───── Task inputs

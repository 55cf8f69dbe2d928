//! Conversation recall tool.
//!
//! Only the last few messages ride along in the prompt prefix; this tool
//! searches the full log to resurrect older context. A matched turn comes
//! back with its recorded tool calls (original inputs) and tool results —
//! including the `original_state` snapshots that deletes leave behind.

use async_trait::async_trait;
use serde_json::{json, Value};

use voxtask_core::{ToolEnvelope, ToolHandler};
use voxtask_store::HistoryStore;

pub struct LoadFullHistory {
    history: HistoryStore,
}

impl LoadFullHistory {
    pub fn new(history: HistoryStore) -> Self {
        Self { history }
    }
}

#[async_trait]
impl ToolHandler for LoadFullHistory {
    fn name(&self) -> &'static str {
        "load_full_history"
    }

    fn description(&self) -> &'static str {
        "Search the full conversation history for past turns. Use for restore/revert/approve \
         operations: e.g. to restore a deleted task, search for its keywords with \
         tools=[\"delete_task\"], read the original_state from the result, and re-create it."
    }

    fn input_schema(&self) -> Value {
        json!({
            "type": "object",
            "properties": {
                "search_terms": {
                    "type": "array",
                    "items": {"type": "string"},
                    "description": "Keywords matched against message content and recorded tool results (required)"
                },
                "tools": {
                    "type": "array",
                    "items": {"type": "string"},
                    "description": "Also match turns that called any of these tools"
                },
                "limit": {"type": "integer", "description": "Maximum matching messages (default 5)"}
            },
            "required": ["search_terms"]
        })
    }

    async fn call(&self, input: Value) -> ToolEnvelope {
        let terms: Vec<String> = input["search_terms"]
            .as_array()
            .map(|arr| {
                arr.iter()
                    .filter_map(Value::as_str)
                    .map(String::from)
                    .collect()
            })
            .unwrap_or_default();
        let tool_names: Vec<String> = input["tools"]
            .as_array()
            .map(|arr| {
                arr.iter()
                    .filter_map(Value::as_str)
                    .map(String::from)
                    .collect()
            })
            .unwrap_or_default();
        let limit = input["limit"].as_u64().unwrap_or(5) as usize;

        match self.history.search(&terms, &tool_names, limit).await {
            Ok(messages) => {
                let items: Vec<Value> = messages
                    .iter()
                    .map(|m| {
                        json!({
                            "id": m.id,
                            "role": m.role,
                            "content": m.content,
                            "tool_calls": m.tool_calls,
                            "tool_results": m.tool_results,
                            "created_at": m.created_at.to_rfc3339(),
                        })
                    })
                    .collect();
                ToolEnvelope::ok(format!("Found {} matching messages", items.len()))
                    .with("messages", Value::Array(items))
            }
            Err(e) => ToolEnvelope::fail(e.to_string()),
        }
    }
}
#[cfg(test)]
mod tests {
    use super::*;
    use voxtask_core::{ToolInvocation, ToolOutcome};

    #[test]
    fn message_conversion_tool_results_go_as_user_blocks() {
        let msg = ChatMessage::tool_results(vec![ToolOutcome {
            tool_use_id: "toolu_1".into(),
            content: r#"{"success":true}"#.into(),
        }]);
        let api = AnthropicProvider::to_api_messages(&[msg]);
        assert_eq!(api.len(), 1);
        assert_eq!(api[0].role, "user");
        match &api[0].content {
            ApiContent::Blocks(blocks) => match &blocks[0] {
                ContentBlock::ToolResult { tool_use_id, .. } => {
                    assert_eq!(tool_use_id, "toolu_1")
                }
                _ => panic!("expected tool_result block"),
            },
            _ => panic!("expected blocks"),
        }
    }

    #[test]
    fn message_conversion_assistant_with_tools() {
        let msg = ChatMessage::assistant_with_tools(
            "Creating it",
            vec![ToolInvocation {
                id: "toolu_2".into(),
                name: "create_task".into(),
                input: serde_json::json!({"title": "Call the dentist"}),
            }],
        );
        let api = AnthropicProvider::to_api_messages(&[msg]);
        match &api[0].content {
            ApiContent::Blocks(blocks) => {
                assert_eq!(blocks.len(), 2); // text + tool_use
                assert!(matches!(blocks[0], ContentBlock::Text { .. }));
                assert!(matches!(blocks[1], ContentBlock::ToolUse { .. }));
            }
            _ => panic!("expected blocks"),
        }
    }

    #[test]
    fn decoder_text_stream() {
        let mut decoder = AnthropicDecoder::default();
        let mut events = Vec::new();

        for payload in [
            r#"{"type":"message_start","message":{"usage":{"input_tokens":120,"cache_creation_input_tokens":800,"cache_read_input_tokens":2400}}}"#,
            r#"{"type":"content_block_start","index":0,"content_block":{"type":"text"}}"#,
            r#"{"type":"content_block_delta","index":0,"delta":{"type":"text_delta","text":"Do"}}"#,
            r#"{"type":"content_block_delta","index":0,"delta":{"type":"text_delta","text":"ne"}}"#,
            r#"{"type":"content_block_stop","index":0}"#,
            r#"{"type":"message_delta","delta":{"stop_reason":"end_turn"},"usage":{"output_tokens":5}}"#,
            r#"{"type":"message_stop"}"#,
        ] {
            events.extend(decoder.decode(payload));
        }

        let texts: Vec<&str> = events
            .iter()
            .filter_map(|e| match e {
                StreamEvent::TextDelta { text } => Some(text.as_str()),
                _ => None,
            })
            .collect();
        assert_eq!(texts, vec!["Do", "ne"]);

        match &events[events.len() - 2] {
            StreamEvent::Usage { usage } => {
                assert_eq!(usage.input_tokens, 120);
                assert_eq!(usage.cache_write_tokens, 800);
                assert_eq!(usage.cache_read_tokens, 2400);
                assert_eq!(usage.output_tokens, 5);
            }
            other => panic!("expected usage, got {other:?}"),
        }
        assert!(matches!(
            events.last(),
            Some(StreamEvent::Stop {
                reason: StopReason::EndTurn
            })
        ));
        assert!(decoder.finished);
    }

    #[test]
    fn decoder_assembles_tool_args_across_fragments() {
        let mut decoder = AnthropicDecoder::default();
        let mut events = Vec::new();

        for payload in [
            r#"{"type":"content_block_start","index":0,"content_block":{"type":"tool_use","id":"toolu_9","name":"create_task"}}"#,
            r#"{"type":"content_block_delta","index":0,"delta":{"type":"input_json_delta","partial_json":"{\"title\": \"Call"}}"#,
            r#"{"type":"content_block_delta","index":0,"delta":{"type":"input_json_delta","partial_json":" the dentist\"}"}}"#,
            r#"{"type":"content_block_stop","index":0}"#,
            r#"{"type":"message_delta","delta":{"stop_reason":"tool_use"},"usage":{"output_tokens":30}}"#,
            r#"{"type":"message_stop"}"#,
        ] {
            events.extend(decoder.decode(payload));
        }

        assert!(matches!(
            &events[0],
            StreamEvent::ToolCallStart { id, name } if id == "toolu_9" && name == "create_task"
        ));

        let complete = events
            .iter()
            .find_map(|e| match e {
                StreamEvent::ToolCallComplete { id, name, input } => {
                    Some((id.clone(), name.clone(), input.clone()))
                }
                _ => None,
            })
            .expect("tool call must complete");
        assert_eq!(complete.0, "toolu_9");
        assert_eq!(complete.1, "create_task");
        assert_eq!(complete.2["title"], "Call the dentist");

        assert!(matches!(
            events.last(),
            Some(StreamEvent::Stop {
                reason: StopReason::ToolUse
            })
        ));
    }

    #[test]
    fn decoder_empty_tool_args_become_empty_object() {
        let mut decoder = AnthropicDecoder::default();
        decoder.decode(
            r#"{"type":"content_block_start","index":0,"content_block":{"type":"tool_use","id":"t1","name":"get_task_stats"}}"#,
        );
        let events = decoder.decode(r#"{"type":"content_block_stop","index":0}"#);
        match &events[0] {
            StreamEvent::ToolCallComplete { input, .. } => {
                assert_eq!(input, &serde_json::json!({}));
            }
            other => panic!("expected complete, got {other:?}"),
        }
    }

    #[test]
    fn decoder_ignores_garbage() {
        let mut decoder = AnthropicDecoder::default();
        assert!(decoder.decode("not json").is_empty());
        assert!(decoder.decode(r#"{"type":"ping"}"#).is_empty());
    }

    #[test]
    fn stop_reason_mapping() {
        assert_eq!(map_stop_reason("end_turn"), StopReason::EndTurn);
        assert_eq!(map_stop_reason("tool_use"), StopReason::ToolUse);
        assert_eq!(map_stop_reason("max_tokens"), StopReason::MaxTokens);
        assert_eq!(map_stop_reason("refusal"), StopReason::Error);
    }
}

──────────

Copy all lines above containing the string "ApiContent".

            ApiContent::Blocks(blocks) => match &blocks[0] {
            ApiContent::Blocks(blocks) => {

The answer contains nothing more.